BC Timber Sales (BCTS) removed more than 50 hectares of old-growth forest from its harvesting plans for Mount Elphinstone last week after failing to receive any bids from logging contractors.

Elphinstone Logging Focus (ELF) announced the removal of the four Dakota Bowl cutblocks from the BCTS notice list after BCTS forest manager Don Hudson contacted the group on Nov. 21, the closing date for bids.

“We did not receive any bids today. We will likely retender next spring,” Hudson wrote ELF in an email.

Ross Muirhead of ELF said the group was not surprised that logging companies took a pass on the four cutblocks.

“We always thought the road-building in there was pretty extreme, and since the contractor would have to pay for it, it could be very expensive,” Muirhead said. “I think the contractors looked at the road-building plan and just gave up on it because of a lot of the unknown factors related to building on such steep slopes.”

Muirhead said ELF would continue to lobby to have the cutblocks permanently removed from BCTS’s harvesting plans and was awaiting a report on bear dens in Dakota Bowl after a Ministry of Environment biologist surveyed the area last month.

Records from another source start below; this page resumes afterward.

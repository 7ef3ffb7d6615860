//! CampusHub
//!
//! Event and registration consistency engine for a campus events app.
//! Admins publish, edit, postpone and cancel events; students register,
//! unregister and mark interest. Seat counts stay consistent with the
//! registration log across restarts of a locally persisted store.

pub mod config;
pub mod engine;
pub mod models;
pub mod persistence;
pub mod services;
pub mod utils;
pub mod validation;

// Re-export commonly used types
pub use config::Settings;
pub use utils::errors::{CampusHubError, PersistenceError, Result};

// Re-export main components for easy access
pub use engine::{Ledger, LifecycleManager, ParticipantRoster, StoreChange};
pub use persistence::{build_gateway, PersistenceGateway};
pub use services::CampusHub;

/// Library version
pub const VERSION: &str = env!("CARGO_PKG_VERSION");

/// Library name
pub const NAME: &str = env!("CARGO_PKG_NAME");

/// Get library information
pub fn info() -> String {
    format!("{} v{}", NAME, VERSION)
}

The group said it has also discovered culturally modified trees and record-sized mountain hemlocks in Dakota Bowl, with ELF member Hans Penner calling it “the largest remaining old-growth forest of its type, at this elevation, on the Sunshine Coast.”

Among the area’s natural treasures, Muirhead said the group discovered the widest known mountain hemlock in the province, at 6.63 metres in circumference. The Ministry of Forests’ big tree registry lists the next widest mountain hemlock, found on Hollyburn Mountain, at 5.99 metres.

In late October, after heavy lobbying by ELF and other groups, BCTS announced it was dropping the 15-hectare cutblock known as the Roberts Creek headwaters ancient forest from its future harvesting plans due to its “unique ecological/cultural attributes.”

At the time, BCTS planning forester Norm Kempe said logging plans for the remaining four cutblocks addressed concerns about slope stability and impacts on the Dakota Creek watershed.